We can define custom outputs for our own objects too. Here we define org and html representations of a heading object within the class. We have to define a repr_mimebundle method to get ‘text/org’ output as it is not a predefined type in Jupyter. Alternatively, we could use the methods earlier to define formatters for these types.

See for more details.

class Heading(object):
    def __init__(self, content, level=1, tags=()):
        self.content = content
        self.level = level
        self.tags = tags

    def _repr_org(self):
        s = '*' * self.level + ' ' + self.content
        if self.tags:
            s += f"  :{':'.join(self.tags)}:"
        return s

    def _repr_html(self):
        return  f"<h{self.level}>{self.content}</h{self.level}>"
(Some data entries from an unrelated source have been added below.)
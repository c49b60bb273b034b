//! Attribute-list parsing for tags such as `#EXT-X-KEY` and `#EXT-X-STREAM-INF`.

use std::ops::Range;

/// Ordered `NAME=VALUE` pairs with surrounding quotes stripped from values.
#[derive(Debug, Clone, Default, PartialEq)]
pub struct AttributeList {
    pairs: Vec<(String, String)>,
}

impl AttributeList {
    /// Parse an attribute list. Commas inside quoted values do not split pairs.
    pub fn parse(input: &str) -> Self {
        let mut pairs = Vec::new();
        for item in split_unquoted(input) {
            let Some((name, value)) = item.split_once('=') else {
                continue;
            };
            let name = name.trim();
            if name.is_empty() {
                continue;
            }
            let value = value.trim();
            let value = value
                .strip_prefix('"')
                .and_then(|v| v.strip_suffix('"'))
                .unwrap_or(value);
            pairs.push((name.to_ascii_uppercase(), value.to_string()));
        }
        Self { pairs }
    }

    pub fn get(&self, name: &str) -> Option<&str> {
        self.pairs
            .iter()
            .find(|(n, _)| n.eq_ignore_ascii_case(name))
            .map(|(_, v)| v.as_str())
    }

    pub fn owned(&self, name: &str) -> Option<String> {
        self.get(name).map(str::to_string)
    }

    pub fn is_empty(&self) -> bool {
        self.pairs.is_empty()
    }
}

fn split_unquoted(input: &str) -> Vec<&str> {
    let mut items = Vec::new();
    let mut in_quotes = false;
    let mut start = 0;
    for (i, c) in input.char_indices() {
        match c {
            '"' => in_quotes = !in_quotes,
            ',' if !in_quotes => {
                items.push(&input[start..i]);
                start = i + 1;
            }
            _ => {}
        }
    }
    items.push(&input[start..]);
    items
}

/// Byte ranges of every quoted `URI="..."` value in a tag line (quotes excluded).
///
/// Only a `URI` attribute name counts; names that merely end in `URI` are skipped.
pub fn quoted_uri_spans(line: &str) -> Vec<Range<usize>> {
    const MARKER: &str = "URI=\"";
    let mut spans = Vec::new();
    let mut search_from = 0;

    while let Some(found) = line[search_from..].find(MARKER) {
        let marker_pos = search_from + found;
        let value_start = marker_pos + MARKER.len();
        let boundary = line[..marker_pos]
            .chars()
            .next_back()
            .is_none_or(|c| c == ':' || c == ',' || c.is_whitespace());

        let Some(close) = line[value_start..].find('"') else {
            break;
        };
        let value_end = value_start + close;
        if boundary {
            spans.push(value_start..value_end);
        }
        search_from = value_end + 1;
    }

    spans
}

#[cfg(test)]
mod tests {
    use super::*;

    #[test]
    fn parses_quoted_and_bare_values() {
        let attrs = AttributeList::parse(r#"METHOD=AES-128,URI="https://k/key1",IV=0x1234"#);
        assert_eq!(attrs.get("METHOD"), Some("AES-128"));
        assert_eq!(attrs.get("URI"), Some("https://k/key1"));
        assert_eq!(attrs.get("iv"), Some("0x1234"));
        assert_eq!(attrs.get("KEYFORMAT"), None);
    }

    #[test]
    fn commas_inside_quotes_do_not_split() {
        let attrs = AttributeList::parse(r#"BANDWIDTH=1280000,CODECS="avc1.4d401f,mp4a.40.2",RESOLUTION=1280x720"#);
        assert_eq!(attrs.get("CODECS"), Some("avc1.4d401f,mp4a.40.2"));
        assert_eq!(attrs.get("RESOLUTION"), Some("1280x720"));
    }

    #[test]
    fn ignores_items_without_equals() {
        let attrs = AttributeList::parse("garbage,,BANDWIDTH=5");
        assert_eq!(attrs.get("BANDWIDTH"), Some("5"));
        assert!(!attrs.is_empty());
    }

    #[test]
    fn finds_all_uri_spans() {
        let line = r#"#EXT-X-MEDIA:TYPE=AUDIO,URI="a.m3u8",NAME="x""#;
        let spans = quoted_uri_spans(line);
        assert_eq!(spans.len(), 1);
        assert_eq!(&line[spans[0].clone()], "a.m3u8");
    }

    #[test]
    fn skips_suffix_named_attributes() {
        let line = r#"#EXT-X-FOO:X-URI="nope",URI="yes""#;
        let spans = quoted_uri_spans(line);
        assert_eq!(spans.len(), 1);
        assert_eq!(&line[spans[0].clone()], "yes");
    }
}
    def _repr_mimebundle_(self, include, exclude, **kwargs):
        repr_mimebundle should accept include, exclude and **kwargs

        data = {'text/html': self._repr_html(),
                'text/org': self._repr_org()
        if include:
            data = {k:v for (k,v) in data.items() if k in include}
        if exclude:
            data = {k:v for (k,v) in data.items() if k not in exclude}
        return data

Now, you can construct headings in iPython, and get different outputs that might be suitable for different purposes.

Heading('A level 4 headline', level=4, tags=['example'])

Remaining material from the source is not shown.